One of the many impressive outcomes from the Teach Through Music programme has been the blog posts created by its participants.  A lot of good quality writing has emerged and I’ve only recently started getting to grips with the sheer volume of teacher-generated content that can be found here.  Jane’s post appealed to me primarily because of the focus on Key Stage 3 music teaching.  I very much believe that secondary teachers should focus their efforts on KS3 since this is where we get to impact the largest number of lives.  While I take issue with Jane’s definition of Musical Futures, I find her line of thinking about “knowing enough chemistry” to win a Nobel prize very interesting.  

Rhian Jones: The Future’s Bright

From a blog post with a passing reference to Musical Futures to one that looks at the past, present and (musical) future of the now not-for-profit organisation.  I consider myself very privileged to be able to do associate work for Musical Futures and it was a pleasure to read through this Music Teacher Magazine article, which made the core MF mission very clear – making sure that as many people as possible benefit from making music.  
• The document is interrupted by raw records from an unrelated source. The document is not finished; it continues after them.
use sqlx::sqlite::SqlitePool;

use crate::models::{City, CreateCity, DataRecord};

/// Create the city and data tables if they do not exist yet.
pub async fn init_schema(pool: &SqlitePool) -> Result<(), sqlx::Error> {
    sqlx::query(
        r#"CREATE TABLE IF NOT EXISTS city (
               id INTEGER PRIMARY KEY AUTOINCREMENT,
               province TEXT NOT NULL UNIQUE,
               country TEXT NOT NULL,
               country_code TEXT NOT NULL,
               country_population INTEGER NOT NULL
           )"#,
    )
    .execute(pool)
    .await?;

    sqlx::query(
        r#"CREATE TABLE IF NOT EXISTS data (
               id INTEGER PRIMARY KEY AUTOINCREMENT,
               city_id INTEGER NOT NULL REFERENCES city(id),
               date TEXT NOT NULL,
               confirmed INTEGER NOT NULL DEFAULT 0,
               deaths INTEGER NOT NULL DEFAULT 0,
               recovered INTEGER NOT NULL DEFAULT 0
           )"#,
    )
    .execute(pool)
    .await?;

    Ok(())
}

// City queries
pub async fn get_city(pool: &SqlitePool, city_id: i64) -> Result<Option<City>, sqlx::Error> {
    sqlx::query_as::<_, City>(
        r#"SELECT * FROM city WHERE id = ?"#
    )
    .bind(city_id)
    .fetch_optional(pool)
    .await
}

pub async fn get_city_by_name(pool: &SqlitePool, province: &str) -> Result<Option<City>, sqlx::Error> {
    sqlx::query_as::<_, City>(
        r#"SELECT * FROM city WHERE province = ?"#
    )
    .bind(province)
    .fetch_optional(pool)
    .await
}

pub async fn get_cities(pool: &SqlitePool, skip: i64, limit: i64) -> Result<Vec<City>, sqlx::Error> {
    sqlx::query_as::<_, City>(
        r#"SELECT * FROM city ORDER BY country_code LIMIT ? OFFSET ?"#
    )
    .bind(limit)
    .bind(skip)
    .fetch_all(pool)
    .await
}

pub async fn create_city(pool: &SqlitePool, city: &CreateCity) -> Result<City, sqlx::Error> {
    sqlx::query_as::<_, City>(
        r#"INSERT INTO city (province, country, country_code, country_population)
           VALUES (?, ?, ?, ?)
           RETURNING *"#,
    )
    .bind(&city.province)
    .bind(&city.country)
    .bind(&city.country_code)
    .bind(city.country_population)
    .fetch_one(pool)
    .await
}

// Data queries
pub async fn get_data(
    pool: &SqlitePool,
    city: Option<&str>,
    skip: i64,
    limit: i64,
) -> Result<Vec<DataRecord>, sqlx::Error> {
    if let Some(province) = city {
        sqlx::query_as::<_, DataRecord>(
            r#"SELECT data.* FROM data
               JOIN city ON city.id = data.city_id
               WHERE city.province = ?
               ORDER BY data.date DESC
               LIMIT ? OFFSET ?"#,
        )
        .bind(province)
        .bind(limit)
        .bind(skip)
        .fetch_all(pool)
        .await
    } else {
        sqlx::query_as::<_, DataRecord>(
            r#"SELECT * FROM data ORDER BY date DESC LIMIT ? OFFSET ?"#
        )
        .bind(limit)
        .bind(skip)
        .fetch_all(pool)
        .await
    }
}

pub async fn create_data(
    pool: &SqlitePool,
    city_id: i64,
    date: &str,
    confirmed: i64,
    deaths: i64,
    recovered: i64,
) -> Result<DataRecord, sqlx::Error> {
    sqlx::query_as::<_, DataRecord>(
        r#"INSERT INTO data (city_id, date, confirmed, deaths, recovered)
           VALUES (?, ?, ?, ?, ?)
           RETURNING *"#,
    )
    .bind(city_id)
    .bind(date)
    .bind(confirmed)
    .bind(deaths)
    .bind(recovered)
    .fetch_one(pool)
    .await
}

// Full-table deletes used by the sync job
pub async fn delete_all_cities(pool: &SqlitePool) -> Result<u64, sqlx::Error> {
    let result = sqlx::query(r#"DELETE FROM city"#).execute(pool).await?;
    Ok(result.rows_affected())
}

pub async fn delete_all_data(pool: &SqlitePool) -> Result<u64, sqlx::Error> {
    let result = sqlx::query(r#"DELETE FROM data"#).execute(pool).await?;
    Ok(result.rows_affected())
}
Jane Werry: Diary of a Head of Music

I always enjoy reading Jane’s writing and this month’s column even started out with mention of one of my favourite apps (Todoist), which was sure to hook me in.  Jane even manages to throw in reference to any music teacher’s all-too-familiar reality of having to conduct with a sandwich in hand and a tale of irreverence towards departmental development planning.  This reflection on the realities of gained time made for a great read worthy of spending some of your own gained time on.